The political unrest in Iran over President Mahmoud Ahmadinejad’s re-election marks a key point in the ideological struggle between ultra-conservatives and reformers, according to analysts.
Thirty years after the creation of the Islamic Republic of Iran, the two factions are finding co-habitation increasingly difficult and the show of force in the wake of the disputed elections has unleashed a chain reaction.
The effect on the nature and orientation of the regime in Iran remains unpredictable with some influential figures yet to take sides.
One key element is that the country’s supreme leader Ayatollah Ali Khamenei who “has always tried to play an arbitration role in order to maintain the illusion of being an honest broker ... came out so quickly in support of Ahmadinejad,” said Rouzbeh Parsi, Iran researcher at the Paris-based Institute of Security Studies.
While there are plenty of indications that the opposition supporters who have taken to the streets to cry foul over the election results have a valid grievance, in a place like Iran proof is hard to come by, analysts say.
“Nobody was allowed to follow the ballot boxes ... that is why the opposition does not accept the partial recount,” Parsi said.
“A lot of things make [the result] impossible even if we don’t have proof,” said Shahram Chubin of the Carnegie Institute in Europe.
Thierry Coville, of the Institute of International and Strategic Relations in Paris, has no doubt that massive electoral fraud has been committed.
“There’s been an electoral hold-up,” he said.
“They massively rigged it so you have two-thirds, one-third in order to eliminate the reformists,” he added, speaking of a “coup d’etat in disguise.”
According to the official results, Ahmadinejad won by a thumping majority of 63 percent against just 34 percent for opposition runner-up Mir Hossein Mousavi, a gap of 11 million votes.

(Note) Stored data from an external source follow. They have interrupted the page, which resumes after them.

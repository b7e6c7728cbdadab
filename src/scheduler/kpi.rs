//! Schedule quality metrics (KPIs).
//!
//! Computes pairing indicators from a solved schedule.
//!
//! # Metrics
//!
//! | Metric | Definition |
//! |--------|-----------|
//! | Slot count | Number of slots used |
//! | Pairing rate | Fraction of rounds sharing a slot with a partner |
//! | Lower bound | ceil(rounds / 2), the best any packing can do |
//! | Overshoot | Slots beyond the ceiling |
//! | Span | First slot start to last slot end |

use chrono::TimeDelta;

use crate::models::Schedule;

/// Schedule performance indicators.
#[derive(Debug, Clone)]
pub struct ScheduleKpi {
    /// Slots used.
    pub slot_count: usize,
    /// Rounds placed.
    pub round_count: usize,
    /// Slots holding two rounds.
    pub paired_slots: usize,
    /// Slots holding one round.
    pub single_slots: usize,
    /// Fraction of rounds that have a partner (0.0..1.0).
    pub pairing_rate: f64,
    /// Fewest slots any packing could use: ceil(rounds / 2).
    pub lower_bound: usize,
    /// Slots beyond the ceiling.
    pub overshoot: usize,
    /// Wall-clock span covered by the slots.
    pub span: TimeDelta,
}

impl ScheduleKpi {
    /// Computes KPIs from a schedule.
    pub fn calculate(schedule: &Schedule) -> Self {
        let slot_count = schedule.slot_count();
        let round_count = schedule.round_count();
        let paired_slots = schedule.paired_count();

        let pairing_rate = if round_count == 0 {
            0.0
        } else {
            (paired_slots * 2) as f64 / round_count as f64
        };

        let span = match (schedule.starts_at(), schedule.ends_at()) {
            (Some(start), Some(end)) => end - start,
            _ => TimeDelta::zero(),
        };

        Self {
            slot_count,
            round_count,
            paired_slots,
            single_slots: slot_count - paired_slots,
            pairing_rate,
            lower_bound: round_count.div_ceil(2),
            overshoot: schedule.overshoot(),
            span,
        }
    }

    /// Slots above the theoretical lower bound.
    pub fn gap_to_lower_bound(&self) -> usize {
        self.slot_count.saturating_sub(self.lower_bound)
    }

    /// Whether the schedule meets the given quality thresholds.
    pub fn meets_thresholds(&self, max_overshoot: usize, min_pairing_rate: f64) -> bool {
        self.overshoot <= max_overshoot && self.pairing_rate >= min_pairing_rate
    }
}

#[cfg(test)]
mod tests {
    use super::*;
    use crate::models::{Game, Round};
    use crate::scheduler::SlotSolver;
    use chrono::{NaiveDate, NaiveDateTime};

    fn start() -> NaiveDateTime {
        NaiveDate::from_ymd_opt(2024, 3, 1)
            .unwrap()
            .and_hms_opt(12, 0, 0)
            .unwrap()
    }

    fn round(id: &str, game: &str, players: &[&str]) -> Round {
        Round::new(id, Game::new(game)).with_players(players.iter().copied())
    }

    #[test]
    fn test_kpi_all_paired() {
        let rounds = vec![
            round("A", "G1", &["u1"]),
            round("B", "G2", &["u2"]),
            round("C", "G3", &["u3"]),
            round("D", "G4", &["u4"]),
        ];
        let schedule = SlotSolver::new().solve(&rounds, 2, start()).unwrap();
        let kpi = ScheduleKpi::calculate(&schedule);

        assert_eq!(kpi.slot_count, 2);
        assert_eq!(kpi.paired_slots, 2);
        assert_eq!(kpi.single_slots, 0);
        assert!((kpi.pairing_rate - 1.0).abs() < 1e-10);
        assert_eq!(kpi.lower_bound, 2);
        assert_eq!(kpi.gap_to_lower_bound(), 0);
        assert_eq!(kpi.span, TimeDelta::hours(2));
    }

    #[test]
    fn test_kpi_shared_game() {
        let rounds = vec![
            round("A", "G1", &[]),
            round("B", "G1", &[]),
            round("C", "G1", &[]),
        ];
        let schedule = SlotSolver::new().solve(&rounds, 1, start()).unwrap();
        let kpi = ScheduleKpi::calculate(&schedule);

        assert_eq!(kpi.slot_count, 3);
        assert_eq!(kpi.single_slots, 3);
        assert!((kpi.pairing_rate - 0.0).abs() < 1e-10);
        assert_eq!(kpi.lower_bound, 2);
        assert_eq!(kpi.gap_to_lower_bound(), 1);
        assert_eq!(kpi.overshoot, 2);
    }

    #[test]
    fn test_kpi_partial_pairing() {
        let rounds = vec![
            round("A", "G1", &["u1"]),
            round("B", "G2", &["u1"]),
            round("C", "G3", &["u2"]),
        ];
        let schedule = SlotSolver::new().solve(&rounds, 2, start()).unwrap();
        let kpi = ScheduleKpi::calculate(&schedule);

        // A+C paired, B alone: 2 of 3 rounds have partners
        assert!((kpi.pairing_rate - 2.0 / 3.0).abs() < 1e-10);
        assert_eq!(kpi.overshoot, 0);
    }

    #[test]
    fn test_kpi_empty() {
        let kpi = ScheduleKpi::calculate(&Schedule::new());
        assert_eq!(kpi.slot_count, 0);
        assert_eq!(kpi.lower_bound, 0);
        assert_eq!(kpi.span, TimeDelta::zero());
        assert!((kpi.pairing_rate - 0.0).abs() < 1e-10);
    }

    #[test]
    fn test_meets_thresholds() {
        let rounds = vec![round("A", "G1", &[]), round("B", "G1", &[])];
        let schedule = SlotSolver::new().solve(&rounds, 1, start()).unwrap();
        let kpi = ScheduleKpi::calculate(&schedule);

        assert!(kpi.meets_thresholds(1, 0.0));
        assert!(!kpi.meets_thresholds(0, 0.0));
        assert!(!kpi.meets_thresholds(1, 0.5));
    }
}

But if the electorate is being cheated then the goal for the “extremist right wing circles” around Ahmadinejad “is to see an Islamic state established once and for all,” Parsi said.

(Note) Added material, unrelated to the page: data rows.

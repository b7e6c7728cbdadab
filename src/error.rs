//! Planner error types.

use thiserror::Error;

use crate::validation::ValidationError;

/// Errors that can occur while planning.
#[derive(Debug, Error)]
pub enum PlannerError {
    #[error("invalid input: {} problem(s), first: {}", .0.len(), first_message(.0))]
    InvalidInput(Vec<ValidationError>),

    #[error("slot ceiling not met: best packing uses {slots} slots, ceiling is {max_slots}")]
    ConstraintUnsatisfiable { slots: usize, max_slots: usize },

    #[error("slot window overflows the calendar at slot {0}")]
    TimeOverflow(usize),

    #[error("config parse error: {0}")]
    Config(#[from] toml::de::Error),

    #[error("io error: {0}")]
    Io(#[from] std::io::Error),
}

fn first_message(errors: &[ValidationError]) -> &str {
    errors.first().map(|e| e.message.as_str()).unwrap_or("none")
}

/// A failed warehouse operation.
#[derive(Debug, Error)]
#[error("warehouse operation {op} failed: {message}")]
pub struct SinkError {
    /// Name of the operation that failed.
    pub op: &'static str,
    /// Backend-provided detail.
    pub message: String,
}

impl SinkError {
    pub fn new(op: &'static str, message: impl Into<String>) -> Self {
        Self {
            op,
            message: message.into(),
        }
    }
}

pub type PlannerResult<T> = Result<T, PlannerError>;
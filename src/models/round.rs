//! Round model.
//!
//! A round is a unit of work played on one game by a set of players.
//! Rounds are the items the planner pairs into slots.

use serde::{Deserialize, Serialize};
use std::collections::HashSet;

use super::Game;

/// A round to be placed into a slot.
///
/// Player IDs are unique within a round (stored as a set) but the same
/// player may appear in many rounds. Rounds are treated as immutable for
/// the duration of a planning run.
#[derive(Debug, Clone, Serialize, Deserialize)]
pub struct Round {
    /// Unique round identifier.
    pub id: String,
    /// The game this round runs on.
    pub game: Game,
    /// Participating player IDs.
    pub players: HashSet<String>,
}

impl Round {
    /// Creates a round with no players.
    pub fn new(id: impl Into<String>, game: Game) -> Self {
        Self {
            id: id.into(),
            game,
            players: HashSet::new(),
        }
    }

    /// Adds a player.
    pub fn with_player(mut self, player_id: impl Into<String>) -> Self {
        self.players.insert(player_id.into());
        self
    }

    /// Adds several players.
    pub fn with_players<I, S>(mut self, players: I) -> Self
    where
        I: IntoIterator<Item = S>,
        S: Into<String>,
    {
        self.players.extend(players.into_iter().map(Into::into));
        self
    }

    /// The game ID (shorthand for `self.game.game_id`).
    #[inline]
    pub fn game_id(&self) -> &str {
        &self.game.game_id
    }

    /// Whether `player_id` takes part in this round.
    #[inline]
    pub fn has_player(&self, player_id: &str) -> bool {
        self.players.contains(player_id)
    }

    /// Whether any player takes part in both rounds.
    ///
    /// Probes the larger set with members of the smaller one.
    pub fn shares_player_with(&self, other: &Round) -> bool {
        let (small, large) = if self.players.len() <= other.players.len() {
            (&self.players, &other.players)
        } else {
            (&other.players, &self.players)
        };
        small.iter().any(|p| large.contains(p))
    }

    /// Number of players.
    pub fn player_count(&self) -> usize {
        self.players.len()
    }
}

“They do not trust the people,” he said.
Chubin said he sees the emergence of “two very different assumptions of what Iran should be.”
On the one hand there are those who want to see “political accountability and institutions that work properly” while the other faction “emphasizes the religious legitimacy, lives on crises, on confronting the world.”
What is clear at the moment is that Mousavi and Mehdi Karoubi, a reformist Iranian leader and also a candidate in the presidential election, are getting worsted because the ultra-conservatives have “the means of repression,” he added.
Meanwhile, the “conservative traditionalists” like parliamentary speaker Ali Larijani and Ali Akbar Velayati, an adviser to Khamenei “will have to take sides if the confrontation persists,” he added.
According to Tehran press last week, Larijani and more than 100 MPs refused to attend a victory dinner party hosted by President Ahmadinejad.
The “conservative modernists” and former president Akbar Hashemi Rafsanjani will similarly have to choose sides.
Rafsanjani, head of state from 1988 to 1997, remains an influential figure and is chairman of the Assembly of Experts, the only body which can elect, monitor or even dismiss the Supreme Leader of Iran.